Kansas Police: Fatal Sunday shooting spree at Jewish center was hate crime

Shooter charged with capital and pre-meditated murder, could face death penalty; witness: “I’ve never felt this unsafe calling myself Jewish.”

Frazier Glenn Cross (photo credit: REUTERS)
Frazier Glenn Cross
(photo credit: REUTERS)
OVERLAND PARK, Kansas — Sunday’s attack on the Overland Park Jewish Community Center and the Village Shalom retirement community has officially been labeled a hate crime, Overland Park police chief John Douglass told reporters on Monday, less than 24 hours after three people were killed outside those buildings.
On Tuesday, state prosecutors announced that the suspect would be charged with three counts of murder.

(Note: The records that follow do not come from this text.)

//! Target name resolution against a catalog backend.

use std::sync::Arc;

use async_trait::async_trait;
use tokio_util::sync::CancellationToken;
use tracing::debug;

use super::entries::BRIGHT_STARS;
use super::error::{CatalogBackendError, CatalogError};
use super::retry::{retry_bounded, RetryPolicy};
use crate::models::{target_key, CatalogEntry};

/// Source of catalog entries.
///
/// `lookup` receives an already-normalized target (trimmed, lowercase) and
/// returns `Ok(None)` when nothing matches.
#[async_trait]
pub trait CatalogBackend: Send + Sync {
    async fn lookup(
        &self,
        normalized_target: &str,
    ) -> Result<Option<CatalogEntry>, CatalogBackendError>;
}

/// In-process catalog over a fixed entry table. Never fails.
#[derive(Debug, Clone, Copy)]
pub struct StaticCatalog {
    entries: &'static [CatalogEntry],
}

impl StaticCatalog {
    pub fn new(entries: &'static [CatalogEntry]) -> Self {
        Self { entries }
    }

    pub fn entries(&self) -> &'static [CatalogEntry] {
        self.entries
    }

    /// Synchronous lookup used by the async backend impl.
    pub fn find(&self, normalized_target: &str) -> Option<&'static CatalogEntry> {
        self.entries.iter().find(|e| e.matches(normalized_target))
    }
}

impl Default for StaticCatalog {
    fn default() -> Self {
        Self::new(&BRIGHT_STARS)
    }
}

#[async_trait]
impl CatalogBackend for StaticCatalog {
    async fn lookup(
        &self,
        normalized_target: &str,
    ) -> Result<Option<CatalogEntry>, CatalogBackendError> {
        Ok(self.find(normalized_target).cloned())
    }
}

/// Resolves free-text target names to catalog entries with bounded retry.
#[derive(Clone)]
pub struct CatalogResolver {
    backend: Arc<dyn CatalogBackend>,
    policy: RetryPolicy,
}

impl std::fmt::Debug for CatalogResolver {
    fn fmt(&self, f: &mut std::fmt::Formatter<'_>) -> std::fmt::Result {
        f.debug_struct("CatalogResolver")
            .field("policy", &self.policy)
            .finish_non_exhaustive()
    }
}

impl Default for CatalogResolver {
    fn default() -> Self {
        Self::new(Arc::new(StaticCatalog::default()), RetryPolicy::default())
    }
}

impl CatalogResolver {
    pub fn new(backend: Arc<dyn CatalogBackend>, policy: RetryPolicy) -> Self {
        Self { backend, policy }
    }

    pub fn policy(&self) -> &RetryPolicy {
        &self.policy
    }

    /// Resolve `target` by canonical name, object id or alias, case-insensitively.
    ///
    /// Blank targets resolve to `Ok(None)` without touching the backend.
    /// Transient backend failures are retried up to the policy cap and then
    /// reported as [`CatalogError::Unavailable`].
    pub async fn resolve(
        &self,
        target: &str,
        cancel: &CancellationToken,
    ) -> Result<Option<CatalogEntry>, CatalogError> {
        let key = target_key(target);
        if key.is_empty() {
            return Ok(None);
        }

        let backend = self.backend.as_ref();
        let key_ref = key.as_str();
        let entry = retry_bounded(&self.policy, cancel, move |_| backend.lookup(key_ref)).await?;

        debug!(query = %key, found = entry.is_some(), "Catalog lookup finished");
        Ok(entry)
    }
}

#[cfg(test)]
mod tests {
    use super::*;
    use std::sync::atomic::{AtomicU32, Ordering};

    /// Fails transiently a fixed number of times, then delegates to the static table.
    struct FlakyCatalog {
        failures: u32,
        calls: AtomicU32,
        terminal: bool,
    }

    impl FlakyCatalog {
        fn new(failures: u32) -> Self {
            Self {
                failures,
                calls: AtomicU32::new(0),
                terminal: false,
            }
        }
    }

    #[async_trait]
    impl CatalogBackend for FlakyCatalog {
        async fn lookup(
            &self,
            normalized_target: &str,
        ) -> Result<Option<CatalogEntry>, CatalogBackendError> {
            let call = self.calls.fetch_add(1, Ordering::SeqCst) + 1;
            if self.terminal {
                return Err(CatalogBackendError::Backend("index corrupted".into()));
            }
            if call <= self.failures {
                return Err(CatalogBackendError::Transient(format!("timeout #{call}")));
            }
            StaticCatalog::default().lookup(normalized_target).await
        }
    }

    async fn resolve_name(target: &str) -> Option<&'static str> {
        CatalogResolver::default()
            .resolve(target, &CancellationToken::new())
            .await
            .unwrap()
            .map(|e| e.canonical_name)
    }

    #[tokio::test]
    async fn test_aliases_resolve_to_same_entry() {
        assert_eq!(resolve_name("alpha UMi").await, Some("Polaris"));
        assert_eq!(resolve_name("North Star").await, Some("Polaris"));
        assert_eq!(resolve_name("HIP 11767").await, Some("Polaris"));
        assert_eq!(resolve_name("  polaris ").await, Some("Polaris"));
        assert_eq!(resolve_name("DOG STAR").await, Some("Sirius"));
        assert_eq!(resolve_name("Alpha Centauri").await, Some("Rigil Kentaurus"));
    }

    #[tokio::test]
    async fn test_unknown_and_blank_targets_are_not_found() {
        assert_eq!(resolve_name("UnknownStarXYZ").await, None);
        assert_eq!(resolve_name("").await, None);
        assert_eq!(resolve_name("   ").await, None);
    }

    #[tokio::test]
    async fn test_transient_failures_below_cap_recover() {
        let backend = Arc::new(FlakyCatalog::new(4));
        let resolver = CatalogResolver::new(backend.clone(), RetryPolicy::default());

        let entry = resolver
            .resolve("Vega", &CancellationToken::new())
            .await
            .unwrap()
            .unwrap();

        assert_eq!(entry.canonical_name, "Vega");
        assert_eq!(backend.calls.load(Ordering::SeqCst), 5);
    }

    #[tokio::test]
    async fn test_transient_failures_at_cap_are_unavailable() {
        let backend = Arc::new(FlakyCatalog::new(5));
        let resolver = CatalogResolver::new(backend.clone(), RetryPolicy::default());

        let err = resolver
            .resolve("Vega", &CancellationToken::new())
            .await
            .unwrap_err();

        assert!(matches!(err, CatalogError::Unavailable { attempts: 5, .. }));
        assert_eq!(backend.calls.load(Ordering::SeqCst), 5);
    }

    #[tokio::test]
    async fn test_terminal_failure_is_not_retried() {
        let backend = Arc::new(FlakyCatalog {
            terminal: true,
            ..FlakyCatalog::new(0)
        });
        let resolver = CatalogResolver::new(backend.clone(), RetryPolicy::default());

        let err = resolver
            .resolve("Vega", &CancellationToken::new())
            .await
            .unwrap_err();

        assert!(matches!(err, CatalogError::Backend(_)));
        assert_eq!(backend.calls.load(Ordering::SeqCst), 1);
    }

    #[tokio::test]
    async fn test_cancelled_before_lookup() {
        let backend = Arc::new(FlakyCatalog::new(0));
        let resolver = CatalogResolver::new(backend.clone(), RetryPolicy::default());
        let cancel = CancellationToken::new();
        cancel.cancel();

        let err = resolver.resolve("Vega", &cancel).await.unwrap_err();

        assert_eq!(err, CatalogError::Cancelled);
        assert_eq!(backend.calls.load(Ordering::SeqCst), 0);
    }

    #[test]
    fn test_static_catalog_find() {
        let catalog = StaticCatalog::default();
        assert_eq!(catalog.entries().len(), 10);
        assert_eq!(
            catalog.find("alpha lyr").map(|e| e.object_id),
            Some("HIP 91262")
        );
        assert!(catalog.find("Alpha Lyr").is_none(), "find expects normalized input");
    }
}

Police identified him as Frazier Glenn Cross, Jr., 73, from neighboring Missouri.
They said the suspect also goes by the names Frazier Cross, Frazier Glenn Miller and Glenn Miller.
US District Attorney for Kansas Barry Grissom and Johnson County district attorney Steve Howe announced that Cross would be charged with one count of capital murder in the deaths at the JCC, and one count of first-degree premeditated murder for the death at Village Shalom.
Howe told local news outlets he had not yet decided whether to pursue the death penalty.
Under Kansas law, a person is eligible for the death penalty if he or she is convicted of killing two or more people.
On Monday, Douglass said Cross was the sole focus of the investigation but would not comment as to whether it had been a premeditated attack or whether the suspect shouted “Heil Hitler” from the back of a police car, as a widely-circulated video seems to show.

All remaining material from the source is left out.